Cell Browser data flow and architecture
How does data flow between the different machines?
How does building a cell browser work?
What files are copied over? Which ones are transformed into another format?
1. Data is first deposited in a dataset directory inside /hive/data/inside/cells
on hgwdev
and then gets built onto cells-test using the command:
# For datasets with no additional subsets cbBuild -o alpha # For dataset collections you will use the recursive option "-r" cbBuild -r -o alpha
2. The output files from cbBuild
are placed inside /usr/local/apache/htdocs-cells
. Note that the original configuration files and expression matrices inside the dataset directory are converted into either JSON or binary files (BIN). These files are used by the Cell Browser website to display the visualization. The original files are human readable; whereas, the ones used by the browser are for faster access.
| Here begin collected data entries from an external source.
//! RAII measurement scope
//!
//! Opening a [`ScopeGuard`] pushes its label and starts the clocks; dropping
//! it, on any exit path including unwinding, records the sample and pops the
//! label. A guard that is dropped while its thread panics, or that was
//! [`mark_failed`](ScopeGuard::mark_failed), is reported with `(err)`.

use std::time::Instant;
use tracing::warn;

use super::{
    context_stack::ContextKey,
    stats_store::{CallPath, Sample},
    time_block::TimeBlock,
};
use crate::{config::ScopeOptions, util::humanize::human_readable_delta};

/// An open measurement scope. Closes when dropped.
#[must_use = "the scope is measured until the guard is dropped"]
pub struct ScopeGuard<'a> {
    tb: &'a TimeBlock,
    context: ContextKey,
    label: String,
    joined: String,
    options: ScopeOptions,
    start: Instant,
    start_mem: Option<u64>,
    failed: bool,
    /// Context was forked for this scope and goes away with it
    owns_context: bool,
}

impl<'a> ScopeGuard<'a> {
    pub(crate) fn open(tb: &'a TimeBlock, label: String, options: ScopeOptions) -> Self {
        let (context, joined) = tb.stacks().push(&label);
        Self::start(tb, context, label, joined, options, false)
    }

    /// Open on a context forked for this scope alone; closing releases it.
    pub(crate) fn open_forked(
        tb: &'a TimeBlock,
        context: ContextKey,
        label: String,
        options: ScopeOptions,
    ) -> Self {
        let joined = tb.stacks().push_to(context, &label);
        Self::start(tb, context, label, joined, options, true)
    }

    fn start(
        tb: &'a TimeBlock,
        context: ContextKey,
        label: String,
        joined: String,
        options: ScopeOptions,
        owns_context: bool,
    ) -> Self {
        if options.print_start {
            tb.emit(&format!("{joined}: running"));
        }

        let start = Instant::now();
        let start_mem = tb.read_memory();

        Self {
            tb,
            context,
            label,
            joined,
            options,
            start,
            start_mem,
            failed: false,
            owns_context,
        }
    }

    /// Report this scope as failed when it closes.
    pub fn mark_failed(&mut self) {
        self.failed = true;
    }

    pub fn label(&self) -> &str {
        &self.label
    }

    /// Path this scope will be recorded under.
    pub fn path(&self) -> CallPath {
        self.tb.stacks().path(self.context)
    }

    fn close(&mut self) {
        let duration = self.start.elapsed().as_secs_f64();

        // Timed on its own so the release pass never inflates `duration`.
        let gc_duration = if self.options.do_gc {
            let gc_start = Instant::now();
            self.tb.release_memory();
            gc_start.elapsed().as_secs_f64()
        } else {
            0.0
        };

        let end_mem = self.tb.read_memory();
        let failed = self.failed || std::thread::panicking();

        let mem_delta = match (self.start_mem, end_mem) {
            (Some(start), Some(end)) => {
                let delta = end as i64 - start as i64;
                let path = self.tb.stacks().path(self.context);
                self.tb.stats().record(path, Sample::new(duration, delta));
                Some(delta)
            }
            _ => {
                warn!(
                    "Skipping sample for `{}`: memory reading unavailable",
                    self.joined
                );
                None
            }
        };

        self.tb.stacks().pop(self.context, &self.label);
        if self.owns_context {
            self.tb.stacks().release(self.context);
        }

        if self.options.print_stop {
            let mem = if self.options.do_gc {
                let delta = mem_delta.map_or_else(|| "?B".to_string(), human_readable_delta);
                format!(" {delta} (gc: {gc_duration:.1}s)")
            } else {
                String::new()
            };
            let err = if failed { " (err)" } else { "" };
            self.tb
                .emit(&format!("{}: {:.1}s{}{}", self.joined, duration, mem, err));
        }
    }
}

impl Drop for ScopeGuard<'_> {
    fn drop(&mut self) {
        self.close();
    }
}
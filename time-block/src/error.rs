//! src/error.rs
//! ============================================================================
//! # `TimeBlockError`: Unified Error Type for the Profiler
//!
//! Measurement itself never fails the caller: a wrapped region's own error is
//! handed back untouched. This enum covers the profiler's surrounding
//! machinery instead: memory sampling, configuration, and state transfer.

use std::{io, path::PathBuf};
use thiserror::Error;

/// Unified error type for profiler operations.
#[derive(Debug, Error)]
pub enum TimeBlockError {
    /// Standard IO error, auto-converted from `io::Error`.
    #[error("I/O error: {0}")]
    Io(#[from] io::Error),

    /// The resident-memory reader could not produce a value.
    #[error("Memory read failed: {0}")]
    MemoryRead(String),

    /// TOML config parsing error.
    #[error("Config parse error: {0}")]
    Config(#[from] toml::de::Error),

    /// TOML config rendering error.
    #[error("Config render error: {0}")]
    ConfigRender(#[from] toml::ser::Error),

    /// Config file I/O error with path.
    #[error("Failed to access config file {path:?}: {source}")]
    ConfigIo {
        path: PathBuf,
        #[source]
        source: io::Error,
    },

    /// JSON (de)serialization of a state snapshot.
    #[error("Serialization error: {0}")]
    Serde(#[from] serde_json::Error),

    /// MessagePack encoding of a state snapshot.
    #[error("MessagePack encode error: {0}")]
    MsgPackEncode(#[from] rmp_serde::encode::Error),

    /// MessagePack decoding of a state snapshot.
    #[error("MessagePack decode error: {0}")]
    MsgPackDecode(#[from] rmp_serde::decode::Error),

    /// Any other error, with description.
    #[error("Unexpected error: {0}")]
    Other(String),
}

impl TimeBlockError {
    #[must_use]
    /// Attach extra context to an error.
    pub fn with_context<S: Into<String>>(self, ctx: S) -> Self {
        Self::Other(format!("{}: {}", ctx.into(), self))
    }

    /// Create a memory read error
    pub fn memory_read<S: Into<String>>(reason: S) -> Self {
        Self::MemoryRead(reason.into())
    }

    /// Create a config I/O error for `path`
    pub fn config_io<P: Into<PathBuf>>(path: P, source: io::Error) -> Self {
        Self::ConfigIo {
            path: path.into(),
            source,
        }
    }
}

#[cfg(test)]
mod tests {
    use super::*;

    #[test]
    fn test_with_context_wraps_message() {
        let err = TimeBlockError::memory_read("no such process").with_context("scope `load`");
        assert_eq!(
            err.to_string(),
            "Unexpected error: scope `load`: Memory read failed: no such process"
        );
    }

    #[test]
    fn test_config_io_names_path() {
        let err = TimeBlockError::config_io(
            "/tmp/missing.toml",
            io::Error::new(io::ErrorKind::NotFound, "gone"),
        );
        assert!(err.to_string().contains("/tmp/missing.toml"));
    }
}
3. Once the dataset is on cells-test, the next destination is cells-beta. You will push the directory and files from htdocs-cells
onto /usr/local/apache/htdocs-cells-beta
using the command:
# Push single dataset cbPush dir-name # To push multiple datasets you will need to place all dataset names inside quotes cbPush "dir-name-1 dir-name-2 dir-name-3"
Note that cbPush requires you to input a directory name.
A good alias to have in your .bashrc that pushes the current directory you are in onto beta:
alias cbPushDir='cbPush "${PWD##*/}"'
You could name this alias whatever you prefer.
4. Once your dataset is on beta, you are almost there! Once the dataset is checked over for potential bugs, you will use the command:
sudo cellsPush
You will be prompted to type in a password, use your hgwdev
password. Once you do that, the datasets will be built onto the hgw0, hgw1, and hgw2 machines! Voila!
Important to note that sudo cellsPush
pushes out ALL of the changes that are on beta, so make sure everything is ready to be pushed out. You can use datasetDiffs -r
to double check if there are any additional changes that might get pushed out along with your new dataset.